GOAL OF THE EXERCISE -> In the entries below, find the lines with the word "parse" and copy them.

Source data
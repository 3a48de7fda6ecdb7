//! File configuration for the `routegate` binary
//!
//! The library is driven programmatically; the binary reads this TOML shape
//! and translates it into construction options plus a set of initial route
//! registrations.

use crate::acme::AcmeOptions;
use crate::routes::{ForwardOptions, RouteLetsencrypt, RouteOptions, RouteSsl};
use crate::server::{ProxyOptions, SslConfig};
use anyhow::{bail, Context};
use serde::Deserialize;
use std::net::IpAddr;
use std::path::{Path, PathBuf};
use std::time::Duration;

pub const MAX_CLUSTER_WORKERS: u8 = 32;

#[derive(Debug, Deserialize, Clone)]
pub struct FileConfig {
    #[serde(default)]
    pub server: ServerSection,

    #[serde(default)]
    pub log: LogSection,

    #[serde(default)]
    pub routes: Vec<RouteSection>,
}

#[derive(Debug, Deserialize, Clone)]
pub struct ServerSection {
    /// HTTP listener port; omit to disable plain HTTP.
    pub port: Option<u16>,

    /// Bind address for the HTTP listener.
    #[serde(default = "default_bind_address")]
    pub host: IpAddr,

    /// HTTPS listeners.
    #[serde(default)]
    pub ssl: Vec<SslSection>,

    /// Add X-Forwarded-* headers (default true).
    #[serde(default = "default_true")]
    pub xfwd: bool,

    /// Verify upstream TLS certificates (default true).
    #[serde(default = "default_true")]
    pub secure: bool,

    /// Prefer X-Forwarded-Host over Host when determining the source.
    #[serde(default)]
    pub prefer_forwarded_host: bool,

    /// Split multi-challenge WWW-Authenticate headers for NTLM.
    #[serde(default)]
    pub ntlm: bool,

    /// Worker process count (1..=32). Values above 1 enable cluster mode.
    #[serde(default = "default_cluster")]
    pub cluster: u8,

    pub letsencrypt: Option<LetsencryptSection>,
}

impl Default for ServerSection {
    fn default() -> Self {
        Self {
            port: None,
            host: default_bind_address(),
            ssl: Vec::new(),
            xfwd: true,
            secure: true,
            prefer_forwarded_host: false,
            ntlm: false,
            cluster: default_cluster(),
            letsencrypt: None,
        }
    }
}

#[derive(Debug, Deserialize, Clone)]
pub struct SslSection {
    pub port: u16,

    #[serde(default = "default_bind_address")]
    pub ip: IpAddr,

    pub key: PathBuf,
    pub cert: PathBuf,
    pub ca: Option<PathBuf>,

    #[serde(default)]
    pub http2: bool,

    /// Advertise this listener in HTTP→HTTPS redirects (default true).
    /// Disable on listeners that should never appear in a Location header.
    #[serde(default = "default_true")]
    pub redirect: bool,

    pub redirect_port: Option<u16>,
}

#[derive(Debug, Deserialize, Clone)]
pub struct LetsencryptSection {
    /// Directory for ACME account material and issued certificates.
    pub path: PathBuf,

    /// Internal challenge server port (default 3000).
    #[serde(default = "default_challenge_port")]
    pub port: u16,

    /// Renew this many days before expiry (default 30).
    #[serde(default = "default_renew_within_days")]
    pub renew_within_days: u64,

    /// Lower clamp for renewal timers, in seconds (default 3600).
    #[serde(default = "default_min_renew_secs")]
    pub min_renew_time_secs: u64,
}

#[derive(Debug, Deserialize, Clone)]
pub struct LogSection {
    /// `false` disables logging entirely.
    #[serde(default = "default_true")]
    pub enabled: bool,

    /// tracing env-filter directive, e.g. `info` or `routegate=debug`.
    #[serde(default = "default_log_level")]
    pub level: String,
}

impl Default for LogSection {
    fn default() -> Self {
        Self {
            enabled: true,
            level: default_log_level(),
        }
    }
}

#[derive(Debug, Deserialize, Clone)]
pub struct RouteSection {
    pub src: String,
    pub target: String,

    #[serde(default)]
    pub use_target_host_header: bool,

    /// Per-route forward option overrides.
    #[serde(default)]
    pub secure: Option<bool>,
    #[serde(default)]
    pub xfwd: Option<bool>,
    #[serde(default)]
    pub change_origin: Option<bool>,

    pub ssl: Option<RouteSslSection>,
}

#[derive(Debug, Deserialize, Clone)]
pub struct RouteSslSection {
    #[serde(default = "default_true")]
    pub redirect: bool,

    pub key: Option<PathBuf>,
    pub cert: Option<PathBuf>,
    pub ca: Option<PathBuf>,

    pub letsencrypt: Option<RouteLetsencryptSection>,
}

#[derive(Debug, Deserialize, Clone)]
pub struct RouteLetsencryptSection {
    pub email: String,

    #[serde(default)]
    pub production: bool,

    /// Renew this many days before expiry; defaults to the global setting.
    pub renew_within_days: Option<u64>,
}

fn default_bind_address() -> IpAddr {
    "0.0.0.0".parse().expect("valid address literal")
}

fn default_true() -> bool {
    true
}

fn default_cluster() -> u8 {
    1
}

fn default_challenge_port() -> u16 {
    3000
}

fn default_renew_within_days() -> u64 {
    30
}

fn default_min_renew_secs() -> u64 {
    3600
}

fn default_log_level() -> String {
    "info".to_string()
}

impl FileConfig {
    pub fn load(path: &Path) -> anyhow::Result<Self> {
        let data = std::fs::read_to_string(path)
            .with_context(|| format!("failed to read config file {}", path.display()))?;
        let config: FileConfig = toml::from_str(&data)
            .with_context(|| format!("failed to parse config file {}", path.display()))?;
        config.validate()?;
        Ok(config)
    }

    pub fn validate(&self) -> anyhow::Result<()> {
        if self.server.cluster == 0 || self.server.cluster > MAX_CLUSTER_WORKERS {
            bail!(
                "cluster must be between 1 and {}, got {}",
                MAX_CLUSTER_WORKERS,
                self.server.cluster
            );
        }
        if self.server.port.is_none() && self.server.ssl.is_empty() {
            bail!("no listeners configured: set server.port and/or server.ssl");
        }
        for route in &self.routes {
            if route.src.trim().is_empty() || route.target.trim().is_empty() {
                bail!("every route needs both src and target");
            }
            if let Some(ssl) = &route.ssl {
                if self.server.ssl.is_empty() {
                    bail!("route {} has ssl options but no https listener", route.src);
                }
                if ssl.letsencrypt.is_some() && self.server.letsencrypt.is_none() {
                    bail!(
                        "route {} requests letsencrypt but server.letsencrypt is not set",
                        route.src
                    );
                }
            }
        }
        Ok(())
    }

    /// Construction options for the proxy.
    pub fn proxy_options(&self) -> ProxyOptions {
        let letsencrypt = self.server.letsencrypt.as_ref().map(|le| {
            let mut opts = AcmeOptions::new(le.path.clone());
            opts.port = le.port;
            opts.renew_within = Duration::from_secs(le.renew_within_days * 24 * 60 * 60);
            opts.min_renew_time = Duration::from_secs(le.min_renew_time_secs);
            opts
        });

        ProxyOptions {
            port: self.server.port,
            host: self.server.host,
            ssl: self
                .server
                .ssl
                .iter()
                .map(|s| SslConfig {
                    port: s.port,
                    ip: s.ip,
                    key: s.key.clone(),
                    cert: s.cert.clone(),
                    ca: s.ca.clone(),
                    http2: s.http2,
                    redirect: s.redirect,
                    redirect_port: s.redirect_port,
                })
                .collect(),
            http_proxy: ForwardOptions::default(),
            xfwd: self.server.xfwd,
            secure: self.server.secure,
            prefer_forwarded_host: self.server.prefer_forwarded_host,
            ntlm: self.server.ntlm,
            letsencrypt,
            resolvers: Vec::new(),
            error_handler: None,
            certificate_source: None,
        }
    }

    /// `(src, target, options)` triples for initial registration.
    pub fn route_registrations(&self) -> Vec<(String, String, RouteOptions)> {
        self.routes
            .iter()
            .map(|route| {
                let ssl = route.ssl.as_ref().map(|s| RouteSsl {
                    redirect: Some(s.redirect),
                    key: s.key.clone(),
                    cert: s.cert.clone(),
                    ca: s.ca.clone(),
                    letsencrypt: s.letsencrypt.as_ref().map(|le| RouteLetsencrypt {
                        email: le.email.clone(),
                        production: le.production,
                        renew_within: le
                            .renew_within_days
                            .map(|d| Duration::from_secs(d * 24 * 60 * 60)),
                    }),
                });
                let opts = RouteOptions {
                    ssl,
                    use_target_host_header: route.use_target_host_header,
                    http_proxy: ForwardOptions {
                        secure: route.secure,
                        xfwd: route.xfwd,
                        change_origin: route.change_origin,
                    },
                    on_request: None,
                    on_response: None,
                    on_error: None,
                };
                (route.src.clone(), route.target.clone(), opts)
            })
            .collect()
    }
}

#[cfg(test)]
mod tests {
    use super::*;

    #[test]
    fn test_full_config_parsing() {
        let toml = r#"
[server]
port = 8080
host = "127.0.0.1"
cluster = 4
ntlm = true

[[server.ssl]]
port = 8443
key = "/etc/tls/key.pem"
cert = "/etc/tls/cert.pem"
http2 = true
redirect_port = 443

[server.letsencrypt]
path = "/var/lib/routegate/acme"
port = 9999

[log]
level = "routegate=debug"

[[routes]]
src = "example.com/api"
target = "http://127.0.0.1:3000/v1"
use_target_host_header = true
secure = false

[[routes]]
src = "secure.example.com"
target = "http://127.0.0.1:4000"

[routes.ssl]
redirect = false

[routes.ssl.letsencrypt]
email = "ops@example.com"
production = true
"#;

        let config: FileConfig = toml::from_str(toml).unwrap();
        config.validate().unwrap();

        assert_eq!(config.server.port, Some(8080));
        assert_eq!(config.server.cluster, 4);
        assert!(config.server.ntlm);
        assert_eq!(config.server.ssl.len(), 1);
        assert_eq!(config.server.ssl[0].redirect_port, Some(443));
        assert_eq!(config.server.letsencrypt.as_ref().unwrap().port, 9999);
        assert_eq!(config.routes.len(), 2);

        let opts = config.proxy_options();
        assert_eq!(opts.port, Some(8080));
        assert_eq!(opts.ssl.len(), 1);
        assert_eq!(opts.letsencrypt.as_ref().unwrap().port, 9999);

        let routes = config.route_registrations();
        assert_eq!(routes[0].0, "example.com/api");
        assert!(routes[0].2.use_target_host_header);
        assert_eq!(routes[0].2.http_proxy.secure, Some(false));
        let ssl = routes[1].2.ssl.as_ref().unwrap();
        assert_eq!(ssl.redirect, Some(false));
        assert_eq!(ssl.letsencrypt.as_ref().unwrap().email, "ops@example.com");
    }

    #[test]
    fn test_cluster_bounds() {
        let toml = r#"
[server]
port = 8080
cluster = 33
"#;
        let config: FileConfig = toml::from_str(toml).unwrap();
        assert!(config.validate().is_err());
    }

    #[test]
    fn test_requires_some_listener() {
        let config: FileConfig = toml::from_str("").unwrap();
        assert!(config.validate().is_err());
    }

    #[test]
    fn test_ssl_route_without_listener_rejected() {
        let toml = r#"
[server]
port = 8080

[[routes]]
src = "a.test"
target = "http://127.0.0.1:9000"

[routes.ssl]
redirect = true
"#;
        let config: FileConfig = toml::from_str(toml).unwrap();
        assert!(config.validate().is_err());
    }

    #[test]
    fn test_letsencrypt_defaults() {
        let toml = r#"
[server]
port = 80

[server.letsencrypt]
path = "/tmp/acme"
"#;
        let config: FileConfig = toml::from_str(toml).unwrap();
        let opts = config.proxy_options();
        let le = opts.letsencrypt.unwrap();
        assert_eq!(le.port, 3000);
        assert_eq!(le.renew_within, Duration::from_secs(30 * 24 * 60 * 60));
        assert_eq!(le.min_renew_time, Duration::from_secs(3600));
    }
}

* * *

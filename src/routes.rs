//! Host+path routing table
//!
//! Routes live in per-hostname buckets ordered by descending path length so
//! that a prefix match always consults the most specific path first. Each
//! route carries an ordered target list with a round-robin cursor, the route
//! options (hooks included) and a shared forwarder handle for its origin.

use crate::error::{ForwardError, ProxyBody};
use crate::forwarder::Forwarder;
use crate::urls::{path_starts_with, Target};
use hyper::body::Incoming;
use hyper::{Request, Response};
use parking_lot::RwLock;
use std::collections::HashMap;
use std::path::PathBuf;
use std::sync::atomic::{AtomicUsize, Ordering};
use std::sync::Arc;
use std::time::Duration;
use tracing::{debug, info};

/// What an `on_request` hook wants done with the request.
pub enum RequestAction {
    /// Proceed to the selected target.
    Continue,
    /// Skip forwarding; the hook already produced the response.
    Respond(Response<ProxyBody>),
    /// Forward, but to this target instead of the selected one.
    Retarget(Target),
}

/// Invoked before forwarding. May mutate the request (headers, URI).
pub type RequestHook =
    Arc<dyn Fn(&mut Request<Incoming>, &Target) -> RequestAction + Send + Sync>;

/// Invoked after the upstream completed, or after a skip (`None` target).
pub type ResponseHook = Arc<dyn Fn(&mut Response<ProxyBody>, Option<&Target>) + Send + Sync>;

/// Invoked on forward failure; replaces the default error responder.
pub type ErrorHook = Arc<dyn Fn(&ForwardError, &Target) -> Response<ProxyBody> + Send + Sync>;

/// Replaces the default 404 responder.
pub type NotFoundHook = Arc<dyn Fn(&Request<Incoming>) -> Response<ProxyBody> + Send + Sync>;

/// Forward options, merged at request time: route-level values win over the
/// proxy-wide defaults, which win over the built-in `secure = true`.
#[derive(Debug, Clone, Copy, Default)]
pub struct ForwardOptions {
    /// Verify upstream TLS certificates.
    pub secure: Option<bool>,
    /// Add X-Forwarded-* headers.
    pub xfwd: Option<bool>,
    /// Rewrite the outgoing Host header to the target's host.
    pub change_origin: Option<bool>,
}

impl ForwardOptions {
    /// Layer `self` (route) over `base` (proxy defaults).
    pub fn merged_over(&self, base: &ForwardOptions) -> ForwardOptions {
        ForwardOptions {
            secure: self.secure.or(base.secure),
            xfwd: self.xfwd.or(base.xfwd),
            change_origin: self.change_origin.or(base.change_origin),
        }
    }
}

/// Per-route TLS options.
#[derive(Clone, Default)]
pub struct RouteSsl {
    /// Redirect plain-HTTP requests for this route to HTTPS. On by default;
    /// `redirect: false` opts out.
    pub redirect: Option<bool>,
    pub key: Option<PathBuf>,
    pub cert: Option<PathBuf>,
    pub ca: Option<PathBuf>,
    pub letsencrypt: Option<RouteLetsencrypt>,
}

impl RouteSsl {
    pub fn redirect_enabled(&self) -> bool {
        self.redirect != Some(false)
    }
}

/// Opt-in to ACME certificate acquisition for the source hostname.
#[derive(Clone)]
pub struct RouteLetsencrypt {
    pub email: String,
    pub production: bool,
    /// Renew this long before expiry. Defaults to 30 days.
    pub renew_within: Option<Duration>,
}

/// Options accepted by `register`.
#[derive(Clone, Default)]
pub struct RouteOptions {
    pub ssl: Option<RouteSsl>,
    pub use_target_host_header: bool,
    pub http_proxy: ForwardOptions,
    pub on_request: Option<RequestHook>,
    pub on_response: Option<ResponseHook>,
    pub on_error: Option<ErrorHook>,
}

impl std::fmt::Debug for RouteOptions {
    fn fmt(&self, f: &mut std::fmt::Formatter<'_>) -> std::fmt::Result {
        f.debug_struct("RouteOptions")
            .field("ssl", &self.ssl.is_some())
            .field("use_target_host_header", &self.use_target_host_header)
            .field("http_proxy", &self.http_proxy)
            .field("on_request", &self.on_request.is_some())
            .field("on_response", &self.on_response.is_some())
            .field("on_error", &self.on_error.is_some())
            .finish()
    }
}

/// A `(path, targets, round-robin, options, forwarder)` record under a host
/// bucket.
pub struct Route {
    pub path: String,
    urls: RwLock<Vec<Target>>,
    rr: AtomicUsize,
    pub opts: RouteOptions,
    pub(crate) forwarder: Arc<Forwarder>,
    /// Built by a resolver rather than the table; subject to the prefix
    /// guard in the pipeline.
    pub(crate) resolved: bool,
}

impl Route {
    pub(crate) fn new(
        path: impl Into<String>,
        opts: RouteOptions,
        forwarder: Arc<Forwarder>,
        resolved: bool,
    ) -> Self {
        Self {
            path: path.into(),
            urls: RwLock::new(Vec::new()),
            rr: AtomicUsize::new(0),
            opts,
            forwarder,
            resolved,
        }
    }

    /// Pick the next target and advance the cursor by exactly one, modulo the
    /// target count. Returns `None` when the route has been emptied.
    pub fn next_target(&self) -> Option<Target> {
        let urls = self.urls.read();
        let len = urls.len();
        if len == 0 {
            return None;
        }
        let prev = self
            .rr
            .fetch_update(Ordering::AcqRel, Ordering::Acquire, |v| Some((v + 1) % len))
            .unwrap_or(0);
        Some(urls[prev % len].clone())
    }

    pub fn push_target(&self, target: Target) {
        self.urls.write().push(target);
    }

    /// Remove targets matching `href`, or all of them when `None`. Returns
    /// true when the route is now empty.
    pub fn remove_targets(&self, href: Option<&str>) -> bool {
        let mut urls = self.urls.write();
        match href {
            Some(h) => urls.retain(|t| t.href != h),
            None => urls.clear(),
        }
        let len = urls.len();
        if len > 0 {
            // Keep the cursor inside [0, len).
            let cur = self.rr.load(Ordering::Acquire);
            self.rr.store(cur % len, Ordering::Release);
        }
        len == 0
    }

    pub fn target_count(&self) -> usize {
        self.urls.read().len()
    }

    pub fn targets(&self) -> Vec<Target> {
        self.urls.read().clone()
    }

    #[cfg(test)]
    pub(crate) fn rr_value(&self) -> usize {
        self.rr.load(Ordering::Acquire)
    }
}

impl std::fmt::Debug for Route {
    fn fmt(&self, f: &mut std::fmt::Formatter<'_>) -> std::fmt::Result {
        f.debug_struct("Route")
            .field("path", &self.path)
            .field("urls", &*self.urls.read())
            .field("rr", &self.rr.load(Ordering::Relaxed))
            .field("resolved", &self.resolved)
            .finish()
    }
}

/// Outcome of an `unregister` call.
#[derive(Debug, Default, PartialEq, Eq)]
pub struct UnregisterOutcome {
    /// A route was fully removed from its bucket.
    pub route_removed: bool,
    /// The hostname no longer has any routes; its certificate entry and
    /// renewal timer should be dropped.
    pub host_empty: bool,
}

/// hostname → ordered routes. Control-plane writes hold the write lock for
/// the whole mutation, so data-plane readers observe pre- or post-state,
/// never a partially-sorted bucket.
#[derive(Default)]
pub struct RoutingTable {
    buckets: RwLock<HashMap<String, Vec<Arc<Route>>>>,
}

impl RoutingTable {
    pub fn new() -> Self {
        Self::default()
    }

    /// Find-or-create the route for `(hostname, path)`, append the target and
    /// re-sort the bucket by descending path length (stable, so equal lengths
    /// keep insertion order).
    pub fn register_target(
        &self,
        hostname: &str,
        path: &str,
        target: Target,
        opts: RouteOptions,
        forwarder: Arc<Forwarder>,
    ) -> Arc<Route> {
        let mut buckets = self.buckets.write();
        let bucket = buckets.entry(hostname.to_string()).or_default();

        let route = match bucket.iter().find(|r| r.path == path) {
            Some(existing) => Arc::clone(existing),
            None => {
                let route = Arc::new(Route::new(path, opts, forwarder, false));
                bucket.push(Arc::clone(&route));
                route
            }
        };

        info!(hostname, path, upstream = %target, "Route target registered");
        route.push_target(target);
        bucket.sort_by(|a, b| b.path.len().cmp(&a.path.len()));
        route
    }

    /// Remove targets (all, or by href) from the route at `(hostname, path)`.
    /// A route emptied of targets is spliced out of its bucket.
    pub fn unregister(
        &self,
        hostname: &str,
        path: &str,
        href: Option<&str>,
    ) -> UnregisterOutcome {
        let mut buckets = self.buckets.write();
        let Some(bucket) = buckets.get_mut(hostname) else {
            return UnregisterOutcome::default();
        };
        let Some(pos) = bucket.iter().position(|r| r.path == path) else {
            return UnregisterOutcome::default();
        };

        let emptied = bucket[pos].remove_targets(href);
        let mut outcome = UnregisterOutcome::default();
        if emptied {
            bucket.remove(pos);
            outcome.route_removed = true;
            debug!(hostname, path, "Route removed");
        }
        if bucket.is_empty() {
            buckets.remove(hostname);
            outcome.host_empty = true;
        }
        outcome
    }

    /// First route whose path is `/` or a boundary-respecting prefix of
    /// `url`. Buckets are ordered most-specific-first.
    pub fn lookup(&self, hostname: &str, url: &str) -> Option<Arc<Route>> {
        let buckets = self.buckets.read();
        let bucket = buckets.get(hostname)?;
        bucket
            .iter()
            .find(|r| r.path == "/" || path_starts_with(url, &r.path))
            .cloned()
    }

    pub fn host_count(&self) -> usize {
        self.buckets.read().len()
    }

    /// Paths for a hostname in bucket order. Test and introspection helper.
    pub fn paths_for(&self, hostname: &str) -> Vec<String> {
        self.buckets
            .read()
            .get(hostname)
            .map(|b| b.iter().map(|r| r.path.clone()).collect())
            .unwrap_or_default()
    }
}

EXPECTED ANSWER ->
    "0.0.0.0".parse().expect("valid address literal")
            .with_context(|| format!("failed to parse config file {}", path.display()))?;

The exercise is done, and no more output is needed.